Market Report

Thursday 7 January 2021

Wheat

  • Grain prices have moved considerably higher since our last report, with the US market up $18/t, Matif up €10/t, and London up just over £10/t on March 21 positions.
  • Talk of diminishing export availability from the Black Sea, continued buying interest from China and concerns over South American corn and soybean production due to dryness supported the recent rally. Trade talk suggests reduced South American output could push additional export demand into the US, helping to support global prices.
  • Argentina will suspend sales of corn for exports until 28 February. The surprising move is part of the government’s effort to ensure ample domestic food supplies.
  • Russian agency SovEcon has downgraded its estimate for Russia’s 2020/21 wheat exports to 36.3mln t, from 40.8mln t previously, due to an upcoming export tax aimed at stabilising domestic food prices.

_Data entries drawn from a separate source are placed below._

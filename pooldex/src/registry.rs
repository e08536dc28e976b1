//! Pool stack configuration.
//!
//! A [`PoolRegistry`] is the ordered list of pools a project uses, highest
//! precedence first. It is owned by the caller and passed explicitly to the
//! updater and to resolution.

use std::collections::HashSet;
use std::path::{Path, PathBuf};

use serde::{Deserialize, Serialize};
use tracing::debug;
use uuid::Uuid;

use crate::core::{PoolError, Result};

#[derive(Debug, Clone, PartialEq, Serialize, Deserialize)]
pub struct PoolEntry {
    pub uuid: Uuid,
    #[serde(default)]
    pub name: String,
    pub base_path: PathBuf,
}

impl PoolEntry {
    pub fn new(uuid: Uuid, name: impl Into<String>, base_path: impl Into<PathBuf>) -> Self {
        Self {
            uuid,
            name: name.into(),
            base_path: base_path.into(),
        }
    }

    /// Fail if the pool root is missing or not a directory.
    pub fn check_root(&self) -> Result<()> {
        let meta = std::fs::metadata(&self.base_path).map_err(|e| {
            PoolError::Config(format!(
                "Pool {} root {} is not readable: {}",
                self.uuid,
                self.base_path.display(),
                e
            ))
        })?;
        if !meta.is_dir() {
            return Err(PoolError::Config(format!(
                "Pool {} root {} is not a directory",
                self.uuid,
                self.base_path.display()
            )));
        }
        Ok(())
    }
}

#[derive(Debug, Deserialize)]
struct RegistryFile {
    pools: Vec<PoolEntry>,
}

#[derive(Debug, Clone, Default)]
pub struct PoolRegistry {
    pools: Vec<PoolEntry>,
}

impl PoolRegistry {
    /// Build a registry from pools ordered highest precedence first.
    pub fn new(pools: Vec<PoolEntry>) -> Result<Self> {
        let mut seen = HashSet::new();
        for pool in &pools {
            if !seen.insert(pool.uuid) {
                return Err(PoolError::Config(format!("Pool {} is listed twice", pool.uuid)));
            }
        }
        Ok(Self { pools })
    }

    /// Load `{"pools": [{"uuid", "name", "base_path"}, ...]}`.
    ///
    /// Relative base paths are taken relative to the config file.
    pub fn load(path: &Path) -> Result<Self> {
        let content = std::fs::read_to_string(path)
            .map_err(|e| PoolError::Config(format!("Cannot read {}: {}", path.display(), e)))?;
        let file: RegistryFile = serde_json::from_str(&content)
            .map_err(|e| PoolError::Config(format!("Invalid pool config {}: {}", path.display(), e)))?;
        let dir = path.parent().unwrap_or_else(|| Path::new("."));
        let pools = file
            .pools
            .into_iter()
            .map(|mut p| {
                if p.base_path.is_relative() {
                    p.base_path = dir.join(&p.base_path);
                }
                p
            })
            .collect();
        debug!("Loaded pool config from {}", path.display());
        Self::new(pools)
    }

    pub fn pools(&self) -> &[PoolEntry] {
        &self.pools
    }

    pub fn is_empty(&self) -> bool {
        self.pools.is_empty()
    }

    pub fn get(&self, uuid: &Uuid) -> Option<&PoolEntry> {
        self.pools.iter().find(|p| &p.uuid == uuid)
    }

    /// 0 is the highest precedence.
    pub fn precedence(&self, uuid: &Uuid) -> Option<usize> {
        self.pools.iter().position(|p| &p.uuid == uuid)
    }

    /// Pool uuids, highest precedence first.
    pub fn stack(&self) -> Vec<Uuid> {
        self.pools.iter().map(|p| p.uuid).collect()
    }

    /// The pool whose root contains `path`; the deepest root wins when roots nest.
    pub fn pool_for_path(&self, path: &Path) -> Option<&PoolEntry> {
        self.pools
            .iter()
            .filter(|p| path.starts_with(&p.base_path))
            .max_by_key(|p| p.base_path.components().count())
    }

    /// Check every pool root.
    pub fn validate(&self) -> Result<()> {
        self.pools.iter().try_for_each(PoolEntry::check_root)
    }
}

  • Conversely, Ukraine’s trade union has reported government assurances that no additional grain export limits will be imposed for the 2020/21 season.

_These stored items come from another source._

#[test]
fn test_symbol_before_unit_then_partial_update() {
    let pool = TestPool::empty("base");
    let fixture = fixture_path("pool");
    write_file(
        pool.root(),
        "symbols/resistor.json",
        &fs::read_to_string(fixture.join("symbols/resistor.json")).unwrap(),
    );
    let registry = registry(&[&pool]);
    let mut index = PoolIndex::open_in_memory().unwrap();

    let report = Updater::new(&mut index, &registry).update_all(&mut NullSink).unwrap();
    assert!(report.is_clean());
    assert_eq!(index.dangling_dependencies().unwrap().len(), 1);

    let unit = write_file(
        pool.root(),
        "units/resistor.json",
        &fs::read_to_string(fixture.join("units/resistor.json")).unwrap(),
    );
    let mut sink = CollectingSink::new();
    let report = Updater::new(&mut index, &registry).update_file(&unit, &mut sink).unwrap();

    assert!(report.is_clean());
    assert!(index.dangling_dependencies().unwrap().is_empty());
    let dependents = index.dependents_of(ObjectType::Unit, &uuid(UNIT)).unwrap();
    assert_eq!(
        dependents,
        vec![ItemKey::new(ObjectType::Symbol, uuid(SYMBOL), pool.entry.uuid)]
    );
    assert!(matches!(sink.done(), Some(StatusEvent::Done { errors: 0, .. })));
}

  • China’s government will take action to ensure the country’s total grain output remains above 650mln t in the coming year. It has also vowed to maintain its sown area above 116.67mln ha.
  • Egypt’s supply minister reports the country has strategic wheat reserves sufficient for 5.5 months.
  • However, Morocco has extended its suspension of import duties on soft wheat until 31 May to ensure regular supply amid low domestic output.
  • DEFRA released an update on its 2020 UK crop estimates, pegging wheat production at 9.658mln t (down 40% y/y). This figure came from a 24% drop in area (1.387mln ha) and an average yield of just below 7t/ha.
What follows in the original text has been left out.